| What the task asks |
Write out again each line of the material below, unchanged, from the first one to the line that holds "keyed by category".

| Data for analysis |

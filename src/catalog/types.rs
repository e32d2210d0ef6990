//! Part and query types shared by the catalog clients, the build state and
//! the rule engine.
//!
//! Components arrive from the catalog as an attribute bag keyed by category
//! and are parsed once into a typed [`PartSpec`]. Everything downstream
//! pattern-matches on the variant instead of looking attributes up by name.

use std::collections::BTreeMap;
use std::fmt;
use std::str::FromStr;

use serde::{Deserialize, Serialize};
use serde_json::{Map, Value};

use crate::error::{EngineError, EngineResult};

// =============================================================================
// CATEGORIES
// =============================================================================

/// Closed set of component categories a build can hold.
#[derive(Debug, Clone, Copy, PartialEq, Eq, Hash, PartialOrd, Ord, Serialize, Deserialize)]
#[serde(rename_all = "lowercase")]
pub enum Category {
    Cpu,
    Motherboard,
    Ram,
    Gpu,
    Psu,
    Case,
    Cooler,
    Storage,
}

impl Category {
    pub const ALL: [Category; 8] = [
        Category::Cpu,
        Category::Motherboard,
        Category::Ram,
        Category::Gpu,
        Category::Psu,
        Category::Case,
        Category::Cooler,
        Category::Storage,
    ];

    pub fn as_str(&self) -> &'static str {
        match self {
            Category::Cpu => "cpu",
            Category::Motherboard => "motherboard",
            Category::Ram => "ram",
            Category::Gpu => "gpu",
            Category::Psu => "psu",
            Category::Case => "case",
            Category::Cooler => "cooler",
            Category::Storage => "storage",
        }
    }

    /// Human-facing name for messages.
    pub fn label(&self) -> &'static str {
        match self {
            Category::Cpu => "CPU",
            Category::Motherboard => "motherboard",
            Category::Ram => "RAM",
            Category::Gpu => "GPU",
            Category::Psu => "power supply",
            Category::Case => "case",
            Category::Cooler => "CPU cooler",
            Category::Storage => "storage drive",
        }
    }
}

impl fmt::Display for Category {
    fn fmt(&self, f: &mut fmt::Formatter<'_>) -> fmt::Result {
        f.write_str(self.as_str())
    }
}

impl FromStr for Category {
    type Err = EngineError;

    /// Case-insensitive; unknown names are a configuration error, not a panic.
    fn from_str(s: &str) -> EngineResult<Self> {
        let needle = s.trim().to_ascii_lowercase();
        Category::ALL
            .iter()
            .copied()
            .find(|c| c.as_str() == needle)
            .ok_or_else(|| EngineError::Configuration(format!("Unknown component category '{}'", s)))
    }
}

// =============================================================================
// PER-CATEGORY ATTRIBUTES
// =============================================================================

#[derive(Debug, Clone, PartialEq, Serialize, Deserialize)]
pub struct CpuSpec {
    pub socket: String,
    pub tdp_w: f64,
}

#[derive(Debug, Clone, PartialEq, Serialize, Deserialize)]
pub struct MotherboardSpec {
    pub socket: String,
    pub ram_type: String,
    pub form_factor: String,
    pub ram_slots: u32,
}

#[derive(Debug, Clone, PartialEq, Serialize, Deserialize)]
pub struct RamSpec {
    pub ram_type: String,
    /// Modules per kit (a 2x16GB kit has 2).
    #[serde(default = "default_modules")]
    pub modules: u32,
}

fn default_modules() -> u32 {
    1
}

#[derive(Debug, Clone, PartialEq, Serialize, Deserialize)]
pub struct GpuSpec {
    pub length_mm: f64,
    pub tdp_w: f64,
    /// Vendor-recommended PSU wattage, when the catalog knows it.
    #[serde(default, skip_serializing_if = "Option::is_none")]
    pub recommended_psu_w: Option<f64>,
}

#[derive(Debug, Clone, PartialEq, Serialize, Deserialize)]
pub struct PsuSpec {
    pub wattage_w: f64,
}

#[derive(Debug, Clone, PartialEq, Serialize, Deserialize)]
pub struct CaseSpec {
    pub max_gpu_length_mm: f64,
    pub max_cooler_height_mm: f64,
    pub supported_form_factors: Vec<String>,
}

#[derive(Debug, Clone, PartialEq, Serialize, Deserialize)]
pub struct CoolerSpec {
    pub height_mm: f64,
}

/// Storage drives carry no attributes the fit rules look at.
#[derive(Debug, Clone, Default, PartialEq, Serialize, Deserialize)]
pub struct StorageSpec {}

/// Category-specific attributes, discriminated by category.
#[derive(Debug, Clone, PartialEq)]
pub enum PartSpec {
    Cpu(CpuSpec),
    Motherboard(MotherboardSpec),
    Ram(RamSpec),
    Gpu(GpuSpec),
    Psu(PsuSpec),
    Case(CaseSpec),
    Cooler(CoolerSpec),
    Storage(StorageSpec),
}

impl PartSpec {
    pub fn category(&self) -> Category {
        match self {
            PartSpec::Cpu(_) => Category::Cpu,
            PartSpec::Motherboard(_) => Category::Motherboard,
            PartSpec::Ram(_) => Category::Ram,
            PartSpec::Gpu(_) => Category::Gpu,
            PartSpec::Psu(_) => Category::Psu,
            PartSpec::Case(_) => Category::Case,
            PartSpec::Cooler(_) => Category::Cooler,
            PartSpec::Storage(_) => Category::Storage,
        }
    }

    /// Parse an attribute bag for the given category.
    pub fn from_attributes(category: Category, attributes: Map<String, Value>) -> Result<Self, serde_json::Error> {
        let bag = Value::Object(attributes);
        Ok(match category {
            Category::Cpu => PartSpec::Cpu(serde_json::from_value(bag)?),
            Category::Motherboard => PartSpec::Motherboard(serde_json::from_value(bag)?),
            Category::Ram => PartSpec::Ram(serde_json::from_value(bag)?),
            Category::Gpu => PartSpec::Gpu(serde_json::from_value(bag)?),
            Category::Psu => PartSpec::Psu(serde_json::from_value(bag)?),
            Category::Case => PartSpec::Case(serde_json::from_value(bag)?),
            Category::Cooler => PartSpec::Cooler(serde_json::from_value(bag)?),
            Category::Storage => PartSpec::Storage(serde_json::from_value(bag)?),
        })
    }

    pub fn to_attributes(&self) -> Map<String, Value> {
        let value = match self {
            PartSpec::Cpu(s) => serde_json::to_value(s),
            PartSpec::Motherboard(s) => serde_json::to_value(s),
            PartSpec::Ram(s) => serde_json::to_value(s),
            PartSpec::Gpu(s) => serde_json::to_value(s),
            PartSpec::Psu(s) => serde_json::to_value(s),
            PartSpec::Case(s) => serde_json::to_value(s),
            PartSpec::Cooler(s) => serde_json::to_value(s),
            PartSpec::Storage(s) => serde_json::to_value(s),
        };
        match value {
            Ok(Value::Object(map)) => map,
            _ => Map::new(),
        }
    }
}

// =============================================================================
// COMPONENTS
// =============================================================================

/// An immutable catalog entry.
#[derive(Debug, Clone, PartialEq, Serialize, Deserialize)]
#[serde(try_from = "RawComponent", into = "RawComponent")]
pub struct Component {
    pub id: String,
    pub name: String,
    pub price: Option<f64>,
    pub spec: PartSpec,
}

impl Component {
    pub fn category(&self) -> Category {
        self.spec.category()
    }

    /// Name for messages, falling back to the id for unnamed entries.
    pub fn display_name(&self) -> &str {
        if self.name.trim().is_empty() {
            &self.id
        } else {
            &self.name
        }
    }
}

/// Wire form of a component: category tag plus an untyped attribute bag.
#[derive(Debug, Clone, Serialize, Deserialize)]
pub struct RawComponent {
    pub id: String,
    #[serde(default)]
    pub name: String,
    pub category: String,
    #[serde(default, skip_serializing_if = "Option::is_none")]
    pub price: Option<f64>,
    #[serde(default)]
    pub attributes: Map<String, Value>,
}

impl TryFrom<RawComponent> for Component {
    type Error = EngineError;

    fn try_from(raw: RawComponent) -> EngineResult<Self> {
        if raw.id.trim().is_empty() {
            return Err(EngineError::Configuration(
                "Component is missing an id".to_string(),
            ));
        }
        let category: Category = raw.category.parse()?;
        let spec = PartSpec::from_attributes(category, raw.attributes).map_err(|e| {
            EngineError::Configuration(format!(
                "Component '{}' ({}) has invalid attributes: {}",
                raw.id, category, e
            ))
        })?;
        Ok(Component {
            id: raw.id,
            name: raw.name,
            price: raw.price,
            spec,
        })
    }
}

impl From<Component> for RawComponent {
    fn from(component: Component) -> Self {
        RawComponent {
            category: component.category().as_str().to_string(),
            attributes: component.spec.to_attributes(),
            id: component.id,
            name: component.name,
            price: component.price,
        }
    }
}

// =============================================================================
// CATALOG QUERIES
// =============================================================================

/// Attribute predicate understood by catalog backends.
#[derive(Debug, Clone, PartialEq, Serialize, Deserialize)]
#[serde(rename_all = "snake_case", tag = "op", content = "value")]
pub enum Predicate {
    /// Attribute equals the value (strings compare case-insensitively).
    Eq(Value),
    /// Numeric attribute is at least the value.
    Min(f64),
    /// Numeric attribute is at most the value.
    Max(f64),
    /// Attribute equals one of the listed values.
    OneOf(Vec<String>),
    /// List attribute contains the value.
    Contains(String),
}

impl Predicate {
    /// Whether an attribute value satisfies this predicate.
    pub fn matches(&self, value: &Value) -> bool {
        match self {
            Predicate::Eq(expected) => match (expected, value) {
                (Value::String(a), Value::String(b)) => same_token(a, b),
                (Value::Number(a), Value::Number(b)) => a.as_f64() == b.as_f64(),
                _ => expected == value,
            },
            Predicate::Min(min) => value.as_f64().is_some_and(|v| v >= *min),
            Predicate::Max(max) => value.as_f64().is_some_and(|v| v <= *max),
            Predicate::OneOf(options) => value
                .as_str()
                .is_some_and(|v| options.iter().any(|o| same_token(o, v))),
            Predicate::Contains(needle) => value.as_array().is_some_and(|items| {
                items
                    .iter()
                    .filter_map(Value::as_str)
                    .any(|item| same_token(item, needle))
            }),
        }
    }

    fn signature(&self) -> String {
        match self {
            Predicate::Eq(v) => format!("eq:{}", normalize_value(v)),
            Predicate::Min(v) => format!("min:{}", v),
            Predicate::Max(v) => format!("max:{}", v),
            Predicate::OneOf(options) => {
                let mut opts: Vec<String> = options.iter().map(|o| normalize_token(o)).collect();
                opts.sort();
                opts.dedup();
                format!("one_of:{}", opts.join("|"))
            }
            Predicate::Contains(v) => format!("contains:{}", normalize_token(v)),
        }
    }
}

/// Search request sent to a catalog backend.
#[derive(Debug, Clone, PartialEq, Serialize, Deserialize)]
pub struct CatalogQuery {
    pub category: Category,
    /// Attribute name -> predicate. Ordered so signatures are canonical.
    pub constraints: BTreeMap<String, Predicate>,
    pub limit: usize,
}

impl CatalogQuery {
    pub fn new(category: Category, limit: usize) -> Self {
        Self {
            category,
            constraints: BTreeMap::new(),
            limit,
        }
    }

    pub fn with(mut self, attribute: &str, predicate: Predicate) -> Self {
        self.constraints.insert(attribute.to_string(), predicate);
        self
    }

    /// Canonical cache key: category, sorted constraints and limit.
    pub fn signature(&self) -> String {
        let parts: Vec<String> = self
            .constraints
            .iter()
            .map(|(attr, pred)| format!("{}={}", attr, pred.signature()))
            .collect();
        format!("{}?{}#{}", self.category, parts.join("&"), self.limit)
    }

    /// Whether a component satisfies every constraint of this query.
    pub fn accepts(&self, component: &Component) -> bool {
        if component.category() != self.category {
            return false;
        }
        let attributes = component.spec.to_attributes();
        self.constraints.iter().all(|(attr, pred)| {
            attributes
                .get(attr)
                .is_some_and(|value| pred.matches(value))
        })
    }
}

/// One search result with the backend's relevance score.
#[derive(Debug, Clone, PartialEq, Serialize, Deserialize)]
pub struct CatalogHit {
    pub component: Component,
    #[serde(default)]
    pub relevance: f64,
}

/// Trimmed, case-folded token used for socket/ram type/form factor matching.
pub fn normalize_token(s: &str) -> String {
    s.trim().to_ascii_lowercase()
}

pub fn same_token(a: &str, b: &str) -> bool {
    normalize_token(a) == normalize_token(b)
}

fn normalize_value(v: &Value) -> String {
    match v {
        Value::String(s) => normalize_token(s),
        other => other.to_string(),
    }
}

| Task result |
filename src/catalog/types.rs
repository e32d2210d0ef6990
//! Part and query types shared by the catalog clients, the build state and
//! the rule engine.
//!
//! Components arrive from the catalog as an attribute bag keyed by category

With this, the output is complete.